» RECORDS FOR PROCESSING
#[cfg(test)]
mod tests {
    use super::*;

    fn example_toml() -> &'static str {
        r#"
[policy]
interval_hours = 168
drift_tolerance = 0.05

[trade]
min_trade_usd = 10.0
quote_asset = "USDT"

[risk]
max_single_asset_weight = 0.5
max_daily_turnover_usd = 50000.0
max_trade_usd = 10000.0

[execution]
mode = "paper"
order_timeout_secs = 30
max_attempts = 3
retry_base_delay_ms = 500
order_interval_ms = 250
tick_secs = 60

[cost]
slippage_bps = 10
latency_penalty_usd = 1.0

[venues.standard]
maker_fee = 0.0125
taker_fee = 0.0125
min_order_usd = 1.0
transfer_fee_usd = 1.0
transfer_latency_secs = 300

[venues.pro]
maker_fee = 0.001
taker_fee = 0.0025
min_order_usd = 5.0
transfer_fee_usd = 1.0
transfer_latency_secs = 300

[lots]
default = 0.000001

[lots.sizes]
BTC = 0.0001
ETH = 0.001

[paper.prices]
BTC = 45000.0
ETH = 3000.0
USDT = 1.0

[paper.balances.standard]
BTC = 0.1
USDT = 5000.0

[paper.balances.pro]
ETH = 2.5
USDT = 1000.0

[logging]
dir = "./logs"
events_file = "events.jsonl"
"#
    }

    #[test]
    fn parse_example_config() {
        let config: Config = toml::from_str(example_toml()).unwrap();
        assert_eq!(config.policy.interval_hours, Some(168));
        assert_eq!(config.execution.mode, ExecutionMode::Paper);
        assert_eq!(config.venues.pro.taker_fee, 0.0025);
        assert_eq!(config.lots.lot_for(Asset::new("BTC")), 0.0001);
        assert_eq!(config.lots.lot_for(Asset::new("ADA")), 0.000_001);
        assert_eq!(config.paper.balances.standard["USDT"], 5000.0);
        config.validate().unwrap();
    }

    #[test]
    fn defaults_fill_missing_sections() {
        let config: Config = toml::from_str("").unwrap();
        assert_eq!(config.policy.interval_hours, Some(168));
        assert_eq!(config.policy.drift_tolerance, 0.05);
        assert_eq!(config.trade.min_trade_usd, 10.0);
        assert_eq!(config.execution.mode, ExecutionMode::Paper);
        assert_eq!(config.venues.standard.taker_fee, 0.0125);
        config.validate().unwrap();
    }

    #[test]
    fn validate_catches_bad_tolerance() {
        let mut config: Config = toml::from_str(example_toml()).unwrap();
        config.policy.drift_tolerance = 1.5;
        assert!(config.validate().is_err());
    }

    #[test]
    fn validate_catches_bad_max_weight() {
        let mut config: Config = toml::from_str(example_toml()).unwrap();
        config.risk.max_single_asset_weight = 0.0;
        assert!(config.validate().is_err());
    }

    #[test]
    fn validate_catches_bad_fee() {
        let mut config: Config = toml::from_str(example_toml()).unwrap();
        config.venues.pro.taker_fee = 1.0;
        assert!(config.validate().is_err());
    }

    #[test]
    fn validate_catches_zero_attempts() {
        let mut config: Config = toml::from_str(example_toml()).unwrap();
        config.execution.max_attempts = 0;
        assert!(config.validate().is_err());
    }

    #[test]
    fn validate_catches_bad_lot() {
        let mut config: Config = toml::from_str(example_toml()).unwrap();
        config.lots.sizes.insert("DOGE".into(), 0.0);
        assert!(config.validate().is_err());
    }

    #[test]
    fn live_mode_parses() {
        let toml_str = r#"
[execution]
mode = "live"
"#;
        let config: Config = toml::from_str(toml_str).unwrap();
        assert_eq!(config.execution.mode, ExecutionMode::Live);
        assert_eq!(config.live.api_key_env, "NEXO_PUBLIC_KEY");
    }

    #[test]
    fn events_path_joins_dir() {
        let config: Config = toml::from_str(example_toml()).unwrap();
        assert_eq!(
            config.events_path(),
            std::path::PathBuf::from("./logs/events.jsonl")
        );
    }
}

» DIRECTIONS FOR THIS TASK
Check every line above for the string "lots", and copy the ones that have it.

» ANSWER SECTION
[lots]
[lots.sizes]
        assert_eq!(config.lots.lot_for(Asset::new("BTC")), 0.0001);
        assert_eq!(config.lots.lot_for(Asset::new("ADA")), 0.000_001);
        config.lots.sizes.insert("DOGE".into(), 0.0);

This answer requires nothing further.